== Your assignment ==
All of the entries must be duplicated exactly.

* * *

impl PgStore {
    async fn write_preferences(&self, prefs: &Preferences, overwrite: bool) -> Result<()> {
        let conflict = if overwrite {
            r#"ON CONFLICT (owner_id) DO UPDATE SET
                default_role = EXCLUDED.default_role,
                default_difficulty = EXCLUDED.default_difficulty,
                focus_behavioral = EXCLUDED.focus_behavioral,
                focus_technical = EXCLUDED.focus_technical,
                focus_system_design = EXCLUDED.focus_system_design,
                feedback_tone = EXCLUDED.feedback_tone,
                feedback_detail = EXCLUDED.feedback_detail,
                feedback_emphasis = EXCLUDED.feedback_emphasis,
                auto_start_next = EXCLUDED.auto_start_next,
                show_sample_answer = EXCLUDED.show_sample_answer,
                enable_timer = EXCLUDED.enable_timer,
                countdown_seconds = EXCLUDED.countdown_seconds,
                auto_submit_on_silence = EXCLUDED.auto_submit_on_silence,
                updated_at = EXCLUDED.updated_at"#
        } else {
            "ON CONFLICT (owner_id) DO NOTHING"
        };

        sqlx::query(&format!(
            r#"
            INSERT INTO preferences ({})
            VALUES ($1, $2, $3, $4, $5, $6, $7, $8, $9, $10, $11, $12, $13, $14, $15)
            {}
            "#,
            PREFERENCE_COLUMNS, conflict
        ))
        .bind(&prefs.owner_id)
        .bind(&prefs.default_role)
        .bind(&prefs.default_difficulty)
        .bind(prefs.focus_behavioral)
        .bind(prefs.focus_technical)
        .bind(prefs.focus_system_design)
        .bind(prefs.feedback_tone.as_str())
        .bind(prefs.feedback_detail.as_str())
        .bind(prefs.feedback_emphasis.as_str())
        .bind(prefs.auto_start_next)
        .bind(prefs.show_sample_answer)
        .bind(prefs.enable_timer)
        .bind(prefs.countdown_seconds)
        .bind(prefs.auto_submit_on_silence)
        .bind(prefs.updated_at)
        .execute(&self.pool)
        .await?;
        Ok(())
    }
}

* * *

== Answer box ==
impl PgStore {
    async fn write_preferences(&self, prefs: &Preferences, overwrite: bool) -> Result<()> {
        let conflict = if overwrite {
            r#"ON CONFLICT (owner_id) DO UPDATE SET
                default_role = EXCLUDED.default_role,
                default_difficulty = EXCLUDED.default_difficulty,
                focus_behavioral = EXCLUDED.focus_behavioral,
                focus_technical = EXCLUDED.focus_technical,
                focus_system_design = EXCLUDED.focus_system_design,
                feedback_tone = EXCLUDED.feedback_tone,
                feedback_detail = EXCLUDED.feedback_detail,
                feedback_emphasis = EXCLUDED.feedback_emphasis,
                auto_start_next = EXCLUDED.auto_start_next,
                show_sample_answer = EXCLUDED.show_sample_answer,
                enable_timer = EXCLUDED.enable_timer,
                countdown_seconds = EXCLUDED.countdown_seconds,
                auto_submit_on_silence = EXCLUDED.auto_submit_on_silence,
                updated_at = EXCLUDED.updated_at"#
        } else {
            "ON CONFLICT (owner_id) DO NOTHING"
        };

        sqlx::query(&format!(
            r#"
            INSERT INTO preferences ({})
            VALUES ($1, $2, $3, $4, $5, $6, $7, $8, $9, $10, $11, $12, $13, $14, $15)
            {}
            "#,
            PREFERENCE_COLUMNS, conflict
        ))
        .bind(&prefs.owner_id)
        .bind(&prefs.default_role)
        .bind(&prefs.default_difficulty)
        .bind(prefs.focus_behavioral)
        .bind(prefs.focus_technical)
        .bind(prefs.focus_system_design)
        .bind(prefs.feedback_tone.as_str())
        .bind(prefs.feedback_detail.as_str())
        .bind(prefs.feedback_emphasis.as_str())
        .bind(prefs.auto_start_next)
        .bind(prefs.show_sample_answer)
        .bind(prefs.enable_timer)
        .bind(prefs.countdown_seconds)
        .bind(prefs.auto_submit_on_silence)
        .bind(prefs.updated_at)
        .execute(&self.pool)
        .await?;
        Ok(())
    }
}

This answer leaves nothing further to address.